Los fueros territoriales: en qué casos se rompe la autonomía de la voluntad de las partes

08-01-2014 - Carlos Pavón


La premisa en virtud de la cual las partes de un procedimiento judicial pueden disponer acerca del fuero territorial que determinará qué Juzgados y Tribunales resultarán competentes para conocer del asunto que se dirime entre ambas, se incardina en la consagración del principio de autonomía de la voluntad de las partes como instituto rector de la configuración entre las propias partes de las vicisitudes que han de regir su relación jurídico-privada.

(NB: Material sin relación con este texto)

//! HTTP transport: the one place that talks to the network.
//!
//! Everything above this layer works with `ApiRequest`/`ApiResponse`, so the
//! pipeline and session logic can be driven by a scripted transport in tests.

use std::time::Duration;

use async_trait::async_trait;
use reqwest::{header, Client, Method, StatusCode};
use serde::{de::DeserializeOwned, Serialize};
use tracing::debug;

use super::resources::{LOGIN_PATH, REFRESH_PATH};
use super::ApiError;

/// HTTP request timeout in seconds.
/// A timed-out request fails as a network error and never triggers a refresh.
pub const REQUEST_TIMEOUT_SECS: u64 = 30;

/// An outbound API call, relative to the configured base URL.
#[derive(Debug, Clone)]
pub struct ApiRequest {
    pub method: Method,
    pub path: String,
    pub body: Option<serde_json::Value>,
    pub headers: header::HeaderMap,
    /// Set once the request has been through 401 recovery; a second 401 is final.
    pub retried: bool,
}

impl ApiRequest {
    pub fn new(method: Method, path: impl Into<String>) -> Self {
        Self {
            method,
            path: path.into(),
            body: None,
            headers: header::HeaderMap::new(),
            retried: false,
        }
    }

    pub fn get(path: impl Into<String>) -> Self {
        Self::new(Method::GET, path)
    }

    pub fn post(path: impl Into<String>) -> Self {
        Self::new(Method::POST, path)
    }

    pub fn put(path: impl Into<String>) -> Self {
        Self::new(Method::PUT, path)
    }

    pub fn delete(path: impl Into<String>) -> Self {
        Self::new(Method::DELETE, path)
    }

    /// Attach a JSON body
    pub fn json<B: Serialize + ?Sized>(mut self, body: &B) -> Result<Self, ApiError> {
        let value = serde_json::to_value(body)
            .map_err(|e| ApiError::InvalidResponse(format!("Failed to encode request body: {}", e)))?;
        self.body = Some(value);
        Ok(self)
    }

    /// Login and refresh calls are never annotated with a token and never recovered.
    pub fn is_auth_endpoint(&self) -> bool {
        let path = self.path.split('?').next().unwrap_or_default();
        path.ends_with(LOGIN_PATH) || path.ends_with(REFRESH_PATH)
    }

    pub fn set_bearer(&mut self, token: &str) -> Result<(), ApiError> {
        let value = header::HeaderValue::from_str(&format!("Bearer {}", token))
            .map_err(|_| ApiError::Storage("Stored access token is not a valid header value".to_string()))?;
        self.headers.insert(header::AUTHORIZATION, value);
        Ok(())
    }

    pub fn clear_bearer(&mut self) {
        self.headers.remove(header::AUTHORIZATION);
    }

    /// The bearer token currently attached, if any
    pub fn bearer_token(&self) -> Option<&str> {
        self.headers
            .get(header::AUTHORIZATION)
            .and_then(|v| v.to_str().ok())
            .and_then(|v| v.strip_prefix("Bearer "))
    }
}

/// A received response, whatever its status.
#[derive(Debug, Clone)]
pub struct ApiResponse {
    pub status: StatusCode,
    pub body: String,
}

impl ApiResponse {
    pub fn new(status: StatusCode, body: impl Into<String>) -> Self {
        Self {
            status,
            body: body.into(),
        }
    }

    /// Turn a non-2xx response into the matching `ApiError`.
    pub fn error_for_status(self) -> Result<Self, ApiError> {
        if self.status.is_success() {
            Ok(self)
        } else {
            Err(ApiError::from_status(self.status, &self.body))
        }
    }

    pub fn json<T: DeserializeOwned>(&self) -> Result<T, ApiError> {
        // Some endpoints answer 204 or an empty 200; treat that as JSON null.
        let body = if self.body.trim().is_empty() { "null" } else { &self.body };
        serde_json::from_str(body)
            .map_err(|e| ApiError::InvalidResponse(format!("Failed to parse JSON response: {}", e)))
    }
}

/// Sends a request and hands back the raw response.
///
/// Implementations must not interpret status codes; a 401 is an `Ok` response
/// at this layer.
#[async_trait]
pub trait HttpTransport: Send + Sync {
    async fn execute(&self, request: &ApiRequest) -> Result<ApiResponse, ApiError>;
}

/// Production transport backed by `reqwest`.
/// Clone is cheap - reqwest::Client uses Arc internally for connection pooling.
#[derive(Clone)]
pub struct ReqwestTransport {
    client: Client,
    base_url: String,
}

impl ReqwestTransport {
    pub fn new(base_url: impl Into<String>) -> Result<Self, ApiError> {
        let client = Client::builder()
            .timeout(Duration::from_secs(REQUEST_TIMEOUT_SECS))
            .build()?;

        Ok(Self {
            client,
            base_url: base_url.into().trim_end_matches('/').to_string(),
        })
    }

    pub fn base_url(&self) -> &str {
        &self.base_url
    }
}

#[async_trait]
impl HttpTransport for ReqwestTransport {
    async fn execute(&self, request: &ApiRequest) -> Result<ApiResponse, ApiError> {
        let url = format!("{}{}", self.base_url, request.path);
        debug!(method = %request.method, url = %url, "Sending request");

        let mut builder = self
            .client
            .request(request.method.clone(), &url)
            .headers(request.headers.clone())
            .header(header::ACCEPT, "application/json");
        if let Some(ref body) = request.body {
            builder = builder.json(body);
        }

        let response = builder.send().await?;
        let status = response.status();
        let body = response.text().await?;
        debug!(url = %url, status = status.as_u16(), "Response received");

        Ok(ApiResponse { status, body })
    }
}

#[cfg(test)]
mod tests {
    use super::*;

    #[test]
    fn test_auth_endpoint_detection() {
        assert!(ApiRequest::post("/api/v1/auth/login").is_auth_endpoint());
        assert!(ApiRequest::post("/api/v1/auth/refresh-token").is_auth_endpoint());
        assert!(!ApiRequest::post("/api/v1/auth/register").is_auth_endpoint());
        assert!(!ApiRequest::get("/api/v1/properties").is_auth_endpoint());
        assert!(!ApiRequest::get("/api/v1/properties?q=auth/login-page").is_auth_endpoint());
    }

    #[test]
    fn test_bearer_header_roundtrip() {
        let mut request = ApiRequest::get("/api/v1/leads");
        assert_eq!(request.bearer_token(), None);

        request.set_bearer("tok1").unwrap();
        assert_eq!(
            request.headers.get(header::AUTHORIZATION).unwrap(),
            "Bearer tok1"
        );
        assert_eq!(request.bearer_token(), Some("tok1"));

        request.set_bearer("tok2").unwrap();
        assert_eq!(request.bearer_token(), Some("tok2"));

        request.clear_bearer();
        assert_eq!(request.bearer_token(), None);
    }

    #[test]
    fn test_invalid_token_rejected() {
        let mut request = ApiRequest::get("/api/v1/leads");
        assert!(request.set_bearer("bad\ntoken").is_err());
    }

    #[test]
    fn test_response_json_and_status() {
        let ok = ApiResponse::new(StatusCode::OK, r#"{"id":"p1"}"#);
        let value: serde_json::Value = ok.json().unwrap();
        assert_eq!(value["id"], "p1");

        let empty = ApiResponse::new(StatusCode::NO_CONTENT, "");
        let value: serde_json::Value = empty.json().unwrap();
        assert!(value.is_null());

        let denied = ApiResponse::new(StatusCode::UNAUTHORIZED, "");
        assert!(denied.error_for_status().unwrap_err().is_unauthorized());
    }

    #[test]
    fn test_base_url_trailing_slash_trimmed() {
        let transport = ReqwestTransport::new("http://localhost:5000/").unwrap();
        assert_eq!(transport.base_url(), "http://localhost:5000");
    }
}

Así, el artículo. 1.255 del Código Civil dispone: “Los contratantes pueden establecer los pactos, cláusulas y condiciones que tengan por conveniente, siempre que no sean contrarios a las leyes, a la moral, ni al orden público.”

Es habitual, en la práctica, encontrar un clausulado específico en algunos contratos relativo al fuero, esto es, el sometimiento voluntario de las partes contratantes al conocimiento de cualquier controversia nacida del referido contrato a un concreto Juzgado o Tribunal. Más aún, en ocasiones el pacto puede ir más allá, en el sentido de restringir del ámbito jurisdiccional su resolución, optando por procedimientos alternativos a la esfera judicial como el arbitraje y la mediación.

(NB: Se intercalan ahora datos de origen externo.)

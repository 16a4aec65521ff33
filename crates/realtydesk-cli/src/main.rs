//! RealtyDesk CLI - a terminal front end for the RealtyDesk CRM.
//!
//! Provides login/logout, the signed-in identity, and read access to the
//! CRM resource collections through the authorized request pipeline.

use std::io::{self, Write};

use anyhow::{bail, Context, Result};
use tokio::sync::broadcast::{self, error::TryRecvError};
use tracing::{debug, error, info, warn};
use tracing_appender::non_blocking::WorkerGuard;
use tracing_subscriber::{fmt, prelude::*, EnvFilter};

use realtydesk_core::api::{ApiClient, Resource};
use realtydesk_core::auth::{Credentials, SessionContext, SessionEvent, SessionState};
use realtydesk_core::Config;

// ============================================================================
// Constants
// ============================================================================

/// Directory for a daily-rolling log file; unset means stderr only
const LOG_DIR_ENV: &str = "REALTYDESK_LOG_DIR";

/// Log file name prefix inside `LOG_DIR_ENV`
const LOG_FILE_PREFIX: &str = "realtydesk.log";

/// Shown when the server gives no usable error message
const LOGIN_FALLBACK_MESSAGE: &str = "Login failed. Check your email and password.";

const USAGE: &str = "Usage: realtydesk <command>

Commands:
  login [email]           Log in (password is prompted)
  logout                  Clear the stored session
  whoami                  Show the signed-in user
  list <resource>         List a resource collection
  get <resource> <id>     Show a single item

Resources: properties, leads, deals, contracts, developments, lots,
           commissions, users, organizations, shifts, reports";

/// Initialize the tracing subscriber for logging
fn init_tracing() -> Option<WorkerGuard> {
    // Use RUST_LOG env var to control log level (e.g., RUST_LOG=debug)
    let filter = EnvFilter::try_from_default_env()
        .unwrap_or_else(|_| EnvFilter::new("warn"));

    let registry = tracing_subscriber::registry()
        .with(filter)
        .with(fmt::layer().with_writer(io::stderr));

    match std::env::var(LOG_DIR_ENV) {
        Ok(dir) if !dir.trim().is_empty() => {
            let appender = tracing_appender::rolling::daily(dir, LOG_FILE_PREFIX);
            let (writer, guard) = tracing_appender::non_blocking(appender);
            registry
                .with(fmt::layer().with_ansi(false).with_writer(writer))
                .init();
            Some(guard)
        }
        _ => {
            registry.init();
            None
        }
    }
}

#[tokio::main]
async fn main() -> Result<()> {
    // Load .env file if present (silently ignore if not found)
    let _ = dotenvy::dotenv();

    // Keep the guard alive so buffered log lines are flushed on exit
    let _log_guard = init_tracing();

    let args: Vec<String> = std::env::args().skip(1).collect();
    let Some(command) = args.first() else {
        println!("{}", USAGE);
        return Ok(());
    };

    let mut config = Config::load()?;
    let base_url = config.api_base_url();
    debug!(base_url = %base_url, "Using API");

    let store = config.credential_store()?;
    let client = ApiClient::connect(&base_url, store)
        .context("Failed to create API client")?;
    let context = SessionContext::initialized(client.session().clone());
    let mut events = client.session().subscribe();

    let result = run(command, &args, &client, &context, &mut config).await;

    // `logout` ends the session on purpose and already said so
    if command != "logout" && session_ended(&mut events) {
        info!("Session ended");
        eprintln!("Session ended. Run `realtydesk login` to sign in again.");
    }
    result
}

async fn run(
    command: &str,
    args: &[String],
    client: &ApiClient,
    context: &SessionContext,
    config: &mut Config,
) -> Result<()> {
    match command {
        "login" => login(context, config, args.get(1).cloned()).await,
        "logout" => {
            context.logout();
            println!("Logged out.");
            Ok(())
        }
        "whoami" => {
            whoami(&context.state());
            Ok(())
        }
        "list" => {
            let resource = parse_resource(args.get(1))?;
            require_session(context)?;
            let items: Vec<serde_json::Value> = client.list(resource).await?;
            println!("{}", serde_json::to_string_pretty(&items)?);
            Ok(())
        }
        "get" => {
            let resource = parse_resource(args.get(1))?;
            let id = args.get(2).context("Missing item id")?;
            require_session(context)?;
            let item: serde_json::Value = client.fetch(resource, id).await?;
            println!("{}", serde_json::to_string_pretty(&item)?);
            Ok(())
        }
        "help" | "--help" | "-h" => {
            println!("{}", USAGE);
            Ok(())
        }
        other => bail!("Unknown command '{}'\n\n{}", other, USAGE),
    }
}

/// Whether the session was terminated while the command ran
fn session_ended(events: &mut broadcast::Receiver<SessionEvent>) -> bool {
    let mut ended = false;
    loop {
        match events.try_recv() {
            Ok(SessionEvent::Terminated) => ended = true,
            Ok(_) | Err(TryRecvError::Lagged(_)) => {}
            Err(TryRecvError::Empty) | Err(TryRecvError::Closed) => return ended,
        }
    }
}

fn parse_resource(name: Option<&String>) -> Result<Resource> {
    let name = name.context("Missing resource name")?;
    Resource::from_name(name).with_context(|| format!("Unknown resource '{}'", name))
}

fn require_session(context: &SessionContext) -> Result<()> {
    if !context.session().is_authenticated() {
        bail!("Not logged in. Run `realtydesk login` first.");
    }
    Ok(())
}

async fn login(context: &SessionContext, config: &mut Config, email: Option<String>) -> Result<()> {
    let email = match email.or_else(|| config.last_email.clone()) {
        Some(email) => email,
        None => prompt("Email: ")?,
    };
    let password = rpassword::prompt_password("Password: ")?;
    if email.is_empty() || password.is_empty() {
        bail!("Email and password required");
    }

    match context.login(&Credentials::new(email.clone(), password)).await {
        Ok(response) => {
            config.last_email = Some(email);
            if let Err(e) = config.save() {
                warn!(error = %e, "Failed to save config");
            }
            let name = response
                .user
                .as_ref()
                .map(|u| u.display_name())
                .unwrap_or_default();
            println!("Logged in as {}", name);
            Ok(())
        }
        Err(e) => {
            error!(error = %e, "Login failed");
            bail!(e.user_message(LOGIN_FALLBACK_MESSAGE))
        }
    }
}

fn whoami(state: &SessionState) {
    match state {
        SessionState::Authenticated(Some(user)) => {
            println!("{} <{}>", user.display_name(), user.email);
            if let Some(ref org) = user.organization_id {
                println!("Organization: {}", org);
            }
            println!("Role: {}", user.role);
        }
        SessionState::Authenticated(None) => println!("Logged in (no profile cached)"),
        SessionState::Unauthenticated | SessionState::Loading => println!("Not logged in"),
    }
}

fn prompt(label: &str) -> Result<String> {
    print!("{}", label);
    io::stdout().flush()?;
    let mut line = String::new();
    io::stdin().read_line(&mut line)?;
    Ok(line.trim().to_string())
}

Centrándonos en el estudio de la incidencia del principio de la autonomía de la voluntad de las partes en el ámbito de la competencia territorial de los Juzgados y Tribunales, conviene distinguir los órdenes jurisdiccionales en los que tal disposición resulta procedente frente a aquellos en los que no es posible.

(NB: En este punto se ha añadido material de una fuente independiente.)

use std::sync::Arc;

use serde::Serialize;
use tokio::sync::broadcast;
use tracing::{debug, info, warn};

use crate::api::resources::{LOGIN_PATH, REFRESH_PATH, REGISTER_PATH};
use crate::api::transport::{ApiRequest, ApiResponse, HttpTransport};
use crate::api::ApiError;

use super::credentials::CredentialStore;
use super::error::AuthError;
use super::models::{parse_token_response, AuthResponse, Credentials, LoginResponse, RegisterRequest, UserProfile};

/// Capacity of the session event channel; slow subscribers miss old events.
const EVENT_CHANNEL_CAPACITY: usize = 16;

/// Notifications for the hosting application.
#[derive(Debug, Clone, PartialEq, Eq)]
pub enum SessionEvent {
    /// A login or registration stored a new session.
    LoggedIn(Option<UserProfile>),
    /// The session ended; the host should navigate to its login screen.
    Terminated,
}

#[derive(Serialize)]
#[serde(rename_all = "camelCase")]
struct RefreshRequest<'a> {
    refresh_token: &'a str,
}

/// The authentication protocol: turns credentials into a stored session.
///
/// Auth calls go straight to the transport, never through the request
/// pipeline, so a failing refresh can not recurse into another refresh.
pub struct SessionManager {
    transport: Arc<dyn HttpTransport>,
    store: CredentialStore,
    events: broadcast::Sender<SessionEvent>,
}

impl SessionManager {
    pub fn new(transport: Arc<dyn HttpTransport>, store: CredentialStore) -> Self {
        let (events, _) = broadcast::channel(EVENT_CHANNEL_CAPACITY);
        Self {
            transport,
            store,
            events,
        }
    }

    pub fn store(&self) -> &CredentialStore {
        &self.store
    }

    /// Subscribe to login and termination events
    pub fn subscribe(&self) -> broadcast::Receiver<SessionEvent> {
        self.events.subscribe()
    }

    fn emit(&self, event: SessionEvent) {
        // No subscribers is fine
        let _ = self.events.send(event);
    }

    async fn post_unauthenticated<B: Serialize>(&self, path: &str, body: &B) -> Result<ApiResponse, ApiError> {
        let request = ApiRequest::post(path).json(body)?;
        self.transport.execute(&request).await?.error_for_status()
    }

    /// Log in with email and password, persisting the returned session.
    pub async fn login(&self, credentials: &Credentials) -> Result<AuthResponse, AuthError> {
        debug!(email = %credentials.email, "Logging in");
        let response = self.post_unauthenticated(LOGIN_PATH, credentials).await?;
        let login: LoginResponse = response.json()?;
        let bundle = login.into_auth_response();

        self.store.save_bundle(&bundle)?;
        info!(user_id = ?bundle.user.as_ref().map(|u| &u.id), "Login successful");
        self.emit(SessionEvent::LoggedIn(bundle.user.clone()));
        Ok(bundle)
    }

    /// Register a new account. The server's `user` is stored as returned.
    pub async fn register(&self, data: &RegisterRequest) -> Result<AuthResponse, AuthError> {
        debug!(email = %data.email, "Registering");
        let response = self.post_unauthenticated(REGISTER_PATH, data).await?;
        let bundle: AuthResponse = response.json()?;

        self.store.save_bundle(&bundle)?;
        info!(has_user = bundle.user.is_some(), "Registration successful");
        self.emit(SessionEvent::LoggedIn(bundle.user.clone()));
        Ok(bundle)
    }

    /// Exchange the stored refresh token for a new bundle.
    ///
    /// When the response carries no user, the cached profile is kept.
    pub async fn refresh_token(&self) -> Result<AuthResponse, AuthError> {
        let refresh_token = self.store.refresh_token().ok_or(AuthError::NoRefreshToken)?;

        debug!("Refreshing access token");
        let response = self
            .post_unauthenticated(REFRESH_PATH, &RefreshRequest {
                refresh_token: &refresh_token,
            })
            .await?;
        let value: serde_json::Value = response.json()?;
        let mut bundle = parse_token_response(value)
            .map_err(|e| ApiError::InvalidResponse(format!("Failed to parse refresh response: {}", e)))?;

        if bundle.user.is_none() {
            bundle.user = self.store.user();
        }
        self.store.save_bundle(&bundle)?;
        info!("Access token refreshed");
        Ok(bundle)
    }

    /// Clear the stored session and tell the host to go to its login screen.
    pub fn logout(&self) {
        if let Err(e) = self.store.clear_all() {
            warn!(error = %e, "Failed to clear stored credentials");
        }
        info!("Session terminated");
        self.emit(SessionEvent::Terminated);
    }

    /// An access token is present. Expiry is the server's call.
    pub fn is_authenticated(&self) -> bool {
        self.store.access_token().is_some()
    }

    pub fn current_user(&self) -> Option<UserProfile> {
        self.store.user()
    }

    /// The cached user if there is a usable session, surfacing storage failures.
    pub fn restore(&self) -> Result<Option<UserProfile>, AuthError> {
        let (token, user) = self.store.try_load()?;
        Ok(token.and(user))
    }
}
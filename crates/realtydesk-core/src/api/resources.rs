/// Versioned prefix shared by every endpoint
pub const API_PREFIX: &str = "/api/v1";

pub const LOGIN_PATH: &str = "/api/v1/auth/login";
pub const REGISTER_PATH: &str = "/api/v1/auth/register";
pub const REFRESH_PATH: &str = "/api/v1/auth/refresh-token";

/// CRM resource collections served by the backend.
#[derive(Debug, Clone, Copy, PartialEq, Eq, Hash)]
pub enum Resource {
    Properties,
    Leads,
    Deals,
    Contracts,
    Developments,
    Lots,
    Commissions,
    Users,
    Organizations,
    Shifts,
    Reports,
}

impl Resource {
    pub const ALL: [Resource; 11] = [
        Resource::Properties,
        Resource::Leads,
        Resource::Deals,
        Resource::Contracts,
        Resource::Developments,
        Resource::Lots,
        Resource::Commissions,
        Resource::Users,
        Resource::Organizations,
        Resource::Shifts,
        Resource::Reports,
    ];

    pub fn name(&self) -> &'static str {
        match self {
            Resource::Properties => "properties",
            Resource::Leads => "leads",
            Resource::Deals => "deals",
            Resource::Contracts => "contracts",
            Resource::Developments => "developments",
            Resource::Lots => "lots",
            Resource::Commissions => "commissions",
            Resource::Users => "users",
            Resource::Organizations => "organizations",
            Resource::Shifts => "shifts",
            Resource::Reports => "reports",
        }
    }

    /// Collection path, e.g. `/api/v1/leads`
    pub fn path(&self) -> String {
        format!("{}/{}", API_PREFIX, self.name())
    }

    /// Single item path, e.g. `/api/v1/leads/42`
    pub fn item_path(&self, id: &str) -> String {
        format!("{}/{}", self.path(), id)
    }

    /// Parse a resource by its collection name (case-insensitive)
    pub fn from_name(name: &str) -> Option<Self> {
        Self::ALL
            .iter()
            .copied()
            .find(|r| r.name().eq_ignore_ascii_case(name))
    }
}

impl std::fmt::Display for Resource {
    fn fmt(&self, f: &mut std::fmt::Formatter<'_>) -> std::fmt::Result {
        write!(f, "{}", self.name())
    }
}
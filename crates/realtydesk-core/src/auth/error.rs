use thiserror::Error;

use super::storage::StorageError;
use crate::api::ApiError;

#[derive(Error, Debug)]
pub enum AuthError {
    #[error("no refresh token")]
    NoRefreshToken,

    /// The remote call failed; the HTTP-layer error is kept as-is.
    #[error(transparent)]
    Api(#[from] ApiError),

    #[error(transparent)]
    Storage(#[from] StorageError),
}

impl AuthError {
    /// Message for an inline form error, using the server payload when present.
    pub fn user_message(&self, fallback: &str) -> String {
        match self {
            AuthError::Api(e) => e.user_message(fallback),
            _ => fallback.to_string(),
        }
    }

    /// Collapse into an `ApiError` for delivery through the request pipeline.
    pub fn into_api_error(self) -> ApiError {
        match self {
            AuthError::NoRefreshToken => ApiError::SessionExpired,
            AuthError::Api(e) => e,
            AuthError::Storage(e) => ApiError::Storage(e.to_string()),
        }
    }
}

Así, el artículo 9 de la Ley Orgánica 6/1985, de 1 de julio, del Poder Judicial dispone: “(…) Los Tribunales y Juzgados del orden civil conocerán, además de las materias que les son propias, de todas aquellas que no estén atribuidas a otro orden jurisdiccional. (…) Los del orden jurisdiccional penal tendrán atribuido el conocimiento de las causas y juicios criminales, con excepción de los que correspondan a la jurisdicción militar. (…) Los del orden contencioso-administrativo conocerán de las pretensiones que se deduzcan en relación con la actuación de las Administraciones públicas sujeta al derecho administrativo, con las disposiciones generales de rango inferior a la ley y con los reales decretos legislativos en los términos previstos en el artículo 82.6 de la Constitución, de conformidad con lo que establezca la Ley de esa jurisdicción. (…) Los del orden jurisdiccional social conocerán de las pretensiones que se promuevan dentro de la rama social del Derecho, tanto en conflictos individuales como colectivos, así como las reclamaciones en materia de Seguridad Social o contra el Estado cuando le atribuya responsabilidad la legislación laboral.”

Por tanto, podemos deducir de lo anterior la existencia en nuestro ordenamiento jurídico de los siguientes órdenes jurisdiccionales: civil, penal, contencioso-administrativo y social.